___ Data provided
use std::sync::{PoisonError, RwLock};

use super::ReferenceStore;
use crate::error::AppError;
use crate::models::{normalize_key, ReferenceRecord};

/// 内存参考库 (测试及无需落盘的场景)
#[derive(Debug, Default)]
pub struct MemoryReferenceStore {
    rows: RwLock<Vec<ReferenceRecord>>,
}

impl MemoryReferenceStore {
    pub fn new() -> Self {
        Self::default()
    }

    pub fn with_records(records: impl IntoIterator<Item = ReferenceRecord>) -> Self {
        Self {
            rows: RwLock::new(records.into_iter().collect()),
        }
    }

    pub fn len(&self) -> usize {
        self.rows.read().unwrap_or_else(PoisonError::into_inner).len()
    }

    pub fn is_empty(&self) -> bool {
        self.len() == 0
    }
}

impl ReferenceStore for MemoryReferenceStore {
    fn lookup(&self, description: &str) -> Option<ReferenceRecord> {
        let key = normalize_key(description);
        self.rows
            .read()
            .unwrap_or_else(PoisonError::into_inner)
            .iter()
            .find(|r| r.description_key() == key)
            .cloned()
    }

    fn append_record(&self, record: &ReferenceRecord) -> Result<(), AppError> {
        self.rows
            .write()
            .unwrap_or_else(PoisonError::into_inner)
            .push(record.clone());
        Ok(())
    }

    fn records(&self) -> Vec<ReferenceRecord> {
        self.rows.read().unwrap_or_else(PoisonError::into_inner).clone()
    }
}

#[cfg(test)]
mod tests {
    use super::*;

    fn record(desc: &str, code: &str) -> ReferenceRecord {
        ReferenceRecord::new(desc, code, "0.9", "CN").unwrap()
    }

    #[test]
    fn empty_store_finds_nothing() {
        let store = MemoryReferenceStore::new();
        assert!(store.lookup("LV SPEEDY BAG").is_none());
        assert!(store.is_empty());
    }

    #[test]
    fn first_duplicate_wins() {
        let store = MemoryReferenceStore::with_records([
            record("LV SPEEDY BAG", "42022100"),
            record("lv speedy bag", "99999999"),
        ]);

        let found = store.lookup("Lv Speedy Bag").unwrap();
        assert_eq!(found.commodity_code(), "42022100");
    }

    #[test]
    fn blank_append_leaves_store_untouched() {
        let store = MemoryReferenceStore::new();

        let appended = store.append("GUCCI BELT", "42033000", "", "IT").unwrap();

        assert!(appended.is_none());
        assert_eq!(store.len(), 0);
        assert!(store.lookup("GUCCI BELT").is_none());
    }
}
use axum::body::Body;
use axum::http::{Method, Request, StatusCode};
use axum::Router;
use serde_json::{json, Value};
use tower::ServiceExt;

use dhl_customs_clerk::api::{self, AppState};
use dhl_customs_clerk::config::AppConfig;
use dhl_customs_clerk::{CsvReferenceStore, ReferenceStore, TariffClient};

const STORE_CSV: &str = "Item Description,Commodity Code,Weight,Origin Country\nLV SPEEDY BAG,42022100,0.9,CN\n";

fn app_with_store(dir: &tempfile::TempDir, content: Option<&str>) -> (Router, CsvReferenceStore) {
    let path = dir.path().join("sku_reference_data.csv");
    if let Some(content) = content {
        std::fs::write(&path, content).unwrap();
    }
    let mut tariff = AppConfig::default().tariff;
    tariff.base_url = "http://127.0.0.1:9".to_string();

    let store = CsvReferenceStore::new(&path);
    let state = AppState::new(store.clone(), TariffClient::new(&tariff).unwrap());
    (api::router(state), store)
}

async fn send(app: &Router, method: Method, uri: &str, body: Body) -> (StatusCode, Vec<u8>) {
    let req = Request::builder()
        .method(method)
        .uri(uri)
        .header("content-type", "application/json")
        .body(body)
        .unwrap();
    let resp = app.clone().oneshot(req).await.unwrap();
    let status = resp.status();
    let bytes = axum::body::to_bytes(resp.into_body(), usize::MAX).await.unwrap();
    (status, bytes.to_vec())
}

async fn send_json(app: &Router, method: Method, uri: &str, body: Value) -> (StatusCode, Value) {
    let (status, bytes) = send(app, method, uri, Body::from(body.to_string())).await;
    (status, serde_json::from_slice(&bytes).unwrap())
}

#[tokio::test]
async fn health() {
    let dir = tempfile::tempdir().unwrap();
    let (app, _) = app_with_store(&dir, None);

    let (status, body) = send(&app, Method::GET, "/health", Body::empty()).await;

    assert_eq!(status, StatusCode::OK);
    assert_eq!(body, b"OK");
}

#[tokio::test]
async fn reconcile_then_commit_end_to_end() {
    let dir = tempfile::tempdir().unwrap();
    let (app, store) = app_with_store(&dir, Some(STORE_CSV));

    let (status, body) = send_json(
        &app,
        Method::POST,
        "/api/reconcile",
        json!({"items": [
            {"description": "LV SPEEDY BAG", "selling_price": "1200"},
            {"description": "GUCCI BELT", "selling_price": "800"}
        ]}),
    )
    .await;

    assert_eq!(status, StatusCode::OK);
    let data = &body["data"];
    assert_eq!(data["summary"]["matched"], 1);
    assert_eq!(data["summary"]["unmatched"], 1);
    assert_eq!(data["summary"]["total"], 2);
    assert_eq!(data["items"][0]["commodity_code"], "42022100");
    assert_eq!(data["items"][1]["commodity_code"], "");
    assert_eq!(data["items"][1]["matched"], false);

    // 用户补全第二行并勾选回写
    let mut items = data["items"].clone();
    items[1]["commodity_code"] = json!("42033000");
    items[1]["weight"] = json!("0.3");
    items[1]["origin_country"] = json!("IT");
    items[1]["write_back"] = json!(true);

    let (status, body) =
        send_json(&app, Method::POST, "/api/commit", json!({ "items": items })).await;

    assert_eq!(status, StatusCode::OK);
    let data = &body["data"];
    assert_eq!(
        data["export_csv"],
        "1,INV_ITEM,LV SPEEDY BAG,4202.21.00,1,PCS,1200,GBP,0.9,,CN,,,\n\
         1,INV_ITEM,GUCCI BELT,4203.30.00,1,PCS,800,GBP,0.3,,IT,,,\n"
    );
    assert_eq!(data["export_columns"].as_array().unwrap().len(), 14);
    assert_eq!(data["export_columns"][3], "Commodity Code");
    assert_eq!(data["export_columns"][6], "Selling Price");
    assert_eq!(data["new_records"].as_array().unwrap().len(), 1);
    assert_eq!(
        data["new_records_csv"],
        "Item Description,Commodity Code,Weight,Origin Country\nGUCCI BELT,42033000,0.3,IT\n"
    );

    let found = store.lookup("gucci belt").unwrap();
    assert_eq!(found.commodity_code(), "42033000");
}

#[tokio::test]
async fn commit_without_write_back_leaves_store_alone() {
    let dir = tempfile::tempdir().unwrap();
    let (app, store) = app_with_store(&dir, None);

    let (status, body) = send_json(
        &app,
        Method::POST,
        "/api/commit",
        json!({"items": [{
            "description": "GUCCI BELT",
            "selling_price": 800.5,
            "commodity_code": "42033000",
            "weight": "0.3",
            "origin_country": "IT"
        }]}),
    )
    .await;

    assert_eq!(status, StatusCode::OK);
    assert!(body["data"]["new_records_csv"].is_null());
    assert_eq!(
        body["data"]["export_csv"],
        "1,INV_ITEM,GUCCI BELT,4203.30.00,1,PCS,800.5,GBP,0.3,,IT,,,\n"
    );
    assert!(!store.exists());
}

#[tokio::test]
async fn upload_csv_is_reconciled() {
    let dir = tempfile::tempdir().unwrap();
    let (app, _) = app_with_store(&dir, Some(STORE_CSV));
    let csv = "Order,item description,SELLING PRICE\n1,lv speedy bag,1200\n2,PRADA SHOULDER BAG,950\n";

    let (status, bytes) = send(
        &app,
        Method::POST,
        "/api/reconcile/upload?file_name=orders.csv",
        Body::from(csv),
    )
    .await;

    assert_eq!(status, StatusCode::OK);
    let body: Value = serde_json::from_slice(&bytes).unwrap();
    assert_eq!(body["data"]["summary"]["matched"], 1);
    assert_eq!(body["data"]["items"][0]["origin_country"], "CN");
    assert_eq!(body["data"]["items"][1]["matched"], false);
}

#[tokio::test]
async fn upload_without_required_columns_is_bad_request() {
    let dir = tempfile::tempdir().unwrap();
    let (app, _) = app_with_store(&dir, None);

    let (status, bytes) = send(
        &app,
        Method::POST,
        "/api/reconcile/upload?file_name=orders.csv",
        Body::from("Description,Price\nLV SPEEDY BAG,1200\n"),
    )
    .await;

    assert_eq!(status, StatusCode::BAD_REQUEST);
    let body: Value = serde_json::from_slice(&bytes).unwrap();
    assert_eq!(body["success"], false);
    assert!(body["message"].as_str().unwrap().contains("Item Description"));
}

#[tokio::test]
async fn store_download_summary_and_clear() {
    let dir = tempfile::tempdir().unwrap();
    let (app, store) = app_with_store(&dir, Some(STORE_CSV));

    let (status, bytes) = send(&app, Method::GET, "/api/store", Body::empty()).await;
    assert_eq!(status, StatusCode::OK);
    assert_eq!(bytes, STORE_CSV.as_bytes());

    let (status, body) = send_json(&app, Method::GET, "/api/store/summary", Value::Null).await;
    assert_eq!(status, StatusCode::OK);
    assert_eq!(body["data"]["exists"], true);
    assert_eq!(body["data"]["record_count"], 1);

    let (status, _) = send(&app, Method::DELETE, "/api/store", Body::empty()).await;
    assert_eq!(status, StatusCode::OK);
    assert!(!store.exists());

    let (status, _) = send(&app, Method::GET, "/api/store", Body::empty()).await;
    assert_eq!(status, StatusCode::NOT_FOUND);

    let (_, body) = send_json(&app, Method::GET, "/api/store/summary", Value::Null).await;
    assert_eq!(body["data"]["exists"], false);
    assert_eq!(body["data"]["record_count"], 0);
}

#[tokio::test]
async fn blank_tariff_query_returns_empty_list() {
    let dir = tempfile::tempdir().unwrap();
    let (app, _) = app_with_store(&dir, None);

    let (status, body) = send_json(&app, Method::GET, "/api/tariff/search?q=", Value::Null).await;

    assert_eq!(status, StatusCode::OK);
    assert_eq!(body["data"], json!([]));
}

#[tokio::test]
async fn tariff_selection_exports_csv() {
    let dir = tempfile::tempdir().unwrap();
    let (app, _) = app_with_store(&dir, None);

    let (status, bytes) = send(
        &app,
        Method::POST,
        "/api/tariff/export",
        Body::from(
            json!([{
                "commodity_code": "4202210000",
                "description": "Handbags",
                "official_link": "https://www.trade-tariff.service.gov.uk/commodities/4202210000"
            }])
            .to_string(),
        ),
    )
    .await;

    assert_eq!(status, StatusCode::OK);
    assert_eq!(
        String::from_utf8(bytes).unwrap(),
        "Commodity Code,Description,Official Link\n4202210000,Handbags,https://www.trade-tariff.service.gov.uk/commodities/4202210000\n"
    );
}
______
### Work instructions
Provide every line from the material that contains the word "trade".

### Solution to this exercise
                "official_link": "https://www.trade-tariff.service.gov.uk/commodities/4202210000"
        "Commodity Code,Description,Official Link\n4202210000,Handbags,https://www.trade-tariff.service.gov.uk/commodities/4202210000\n"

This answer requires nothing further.